## AVAILABLE RECORDS
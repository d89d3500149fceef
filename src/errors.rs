//! Typed error taxonomy for the quay platform.
//!
//! Every user-facing failure carries a machine-checkable code (for the CLI
//! and dashboard to branch on) plus a human-readable message. Underlying
//! git/filesystem/supervisor failures are propagated verbatim, never
//! retried.

use std::path::PathBuf;
use thiserror::Error;

use crate::supervisor::SupervisorError;

#[derive(Debug, Error)]
pub enum QuayError {
    #[error("app {name} already exists")]
    AlreadyExists { name: String },

    #[error("app {name} is not registered")]
    NotFound { name: String },

    #[error("{name} is reserved for the web dashboard")]
    Protected { name: String },

    #[error("invalid app name {name}: only letters, digits, - and _ are allowed")]
    InvalidName { name: String },

    #[error("entry point {script} for app {name} does not exist")]
    NoScript { name: String, script: PathBuf },

    #[error("app {name} is already running")]
    AlreadyRunning { name: String },

    #[error("app {name} is not running")]
    NotRunning { name: String },

    #[error("config file at {path} is corrupt: {source}")]
    ConfigCorrupt {
        path: PathBuf,
        #[source]
        source: serde_json::Error,
    },

    #[error("git operation failed: {0}")]
    Git(#[from] git2::Error),

    #[error(transparent)]
    Io(#[from] std::io::Error),

    #[error(transparent)]
    Supervisor(#[from] SupervisorError),

    #[error("deployment hook exited with code {code:?}")]
    HookFailed { code: Option<i32> },

    #[error(transparent)]
    Other(#[from] anyhow::Error),
}

impl QuayError {
    /// Stable code for callers that need to branch without string-matching
    /// the message text.
    pub fn code(&self) -> &'static str {
        match self {
            QuayError::AlreadyExists { .. } => "exists",
            QuayError::NotFound { .. } => "not_found",
            QuayError::Protected { .. } => "protected",
            QuayError::InvalidName { .. } => "invalid_name",
            QuayError::NoScript { .. } => "no_script",
            QuayError::AlreadyRunning { .. } => "already_running",
            QuayError::NotRunning { .. } => "not_running",
            QuayError::ConfigCorrupt { .. } => "config_corrupt",
            QuayError::Git(_) => "git",
            QuayError::Io(_) => "io",
            QuayError::Supervisor(_) => "supervisor",
            QuayError::HookFailed { .. } => "hook_failed",
            QuayError::Other(_) => "other",
        }
    }
}

#[cfg(test)]
mod tests {
    use super::*;

    #[test]
    fn already_exists_carries_name() {
        let err = QuayError::AlreadyExists {
            name: "myapp".into(),
        };
        assert!(err.to_string().contains("myapp"));
        assert_eq!(err.code(), "exists");
    }

    #[test]
    fn no_script_carries_path() {
        let err = QuayError::NoScript {
            name: "myapp".into(),
            script: PathBuf::from("/srv/quay/apps/myapp/app.js"),
        };
        match &err {
            QuayError::NoScript { script, .. } => {
                assert_eq!(script, &PathBuf::from("/srv/quay/apps/myapp/app.js"));
            }
            _ => panic!("expected NoScript"),
        }
        assert_eq!(err.code(), "no_script");
    }

    #[test]
    fn config_corrupt_wraps_serde_error() {
        let source = serde_json::from_str::<serde_json::Value>("{").unwrap_err();
        let err = QuayError::ConfigCorrupt {
            path: PathBuf::from("/home/user/.quayrc"),
            source,
        };
        assert_eq!(err.code(), "config_corrupt");
        assert!(err.to_string().contains(".quayrc"));
    }

    #[test]
    fn codes_are_distinct_per_lifecycle_variant() {
        let running = QuayError::AlreadyRunning { name: "a".into() };
        let stopped = QuayError::NotRunning { name: "a".into() };
        assert_ne!(running.code(), stopped.code());
    }

    #[test]
    fn implements_std_error() {
        fn assert_std_error<E: std::error::Error>(_: &E) {}
        assert_std_error(&QuayError::NotFound { name: "x".into() });
    }
}
//! Application lifecycle orchestration.
//!
//! Brokers every create/remove/start/stop/restart/list/prune operation
//! against the config store, the path resolver, the process supervisor and
//! git. Operations return human-readable progress messages plus structured
//! data; failures surface once to the caller and are never retried.
//!
//! Config writes happen before filesystem provisioning, so a crash mid
//! provision leaves a registered-but-broken app rather than silent data
//! loss. Recovery is the `broken` flag in `list` plus `rm`/`prune`.

use std::collections::{BTreeMap, BTreeSet};
use std::path::{Path, PathBuf};
use std::sync::Arc;

use futures::future::join_all;
use regex::Regex;
use serde::Serialize;
use serde_json::Value;
use tokio::sync::Mutex;

use crate::config::{AppOptions, ConfigStore, GlobalConfig};
use crate::errors::QuayError;
use crate::hook;
use crate::paths::{self, RESERVED_WEB_ID};
use crate::supervisor::{ProcessInstance, StartConfig, Supervisor};

/// Derived record for one application, recomputed on demand from the
/// config plus filesystem probing. Never persisted standalone.
#[derive(Debug, Clone, Serialize)]
pub struct AppInfo {
    pub name: String,
    /// Absent for the reserved dashboard app, which has no push repo.
    pub repo_path: Option<PathBuf>,
    pub work_path: PathBuf,
    pub config: AppOptions,
    /// Resolved absolute entry-point path.
    pub script: PathBuf,
    /// Explicit config value, else sniffed from source, else unknown.
    pub port: Option<u16>,
    /// Live view from the supervisor; filled only when listing.
    pub instances: Vec<ProcessInstance>,
    pub broken: bool,
}

/// Option keys consumed by quay itself and stripped before the start
/// request reaches the supervisor.
const CONTROL_KEYS: [&str; 6] = ["remote", "username", "password", "jsonp", "port", "node_env"];

pub struct AppManager {
    store: Mutex<ConfigStore>,
    supervisor: Arc<dyn Supervisor>,
}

## ABOUT THIS EXERCISE
Filter the listing by the string "Other"; copy each matching line.

## REPLY TO THE TASK
    Other(#[from] anyhow::Error),
            QuayError::Other(_) => "other",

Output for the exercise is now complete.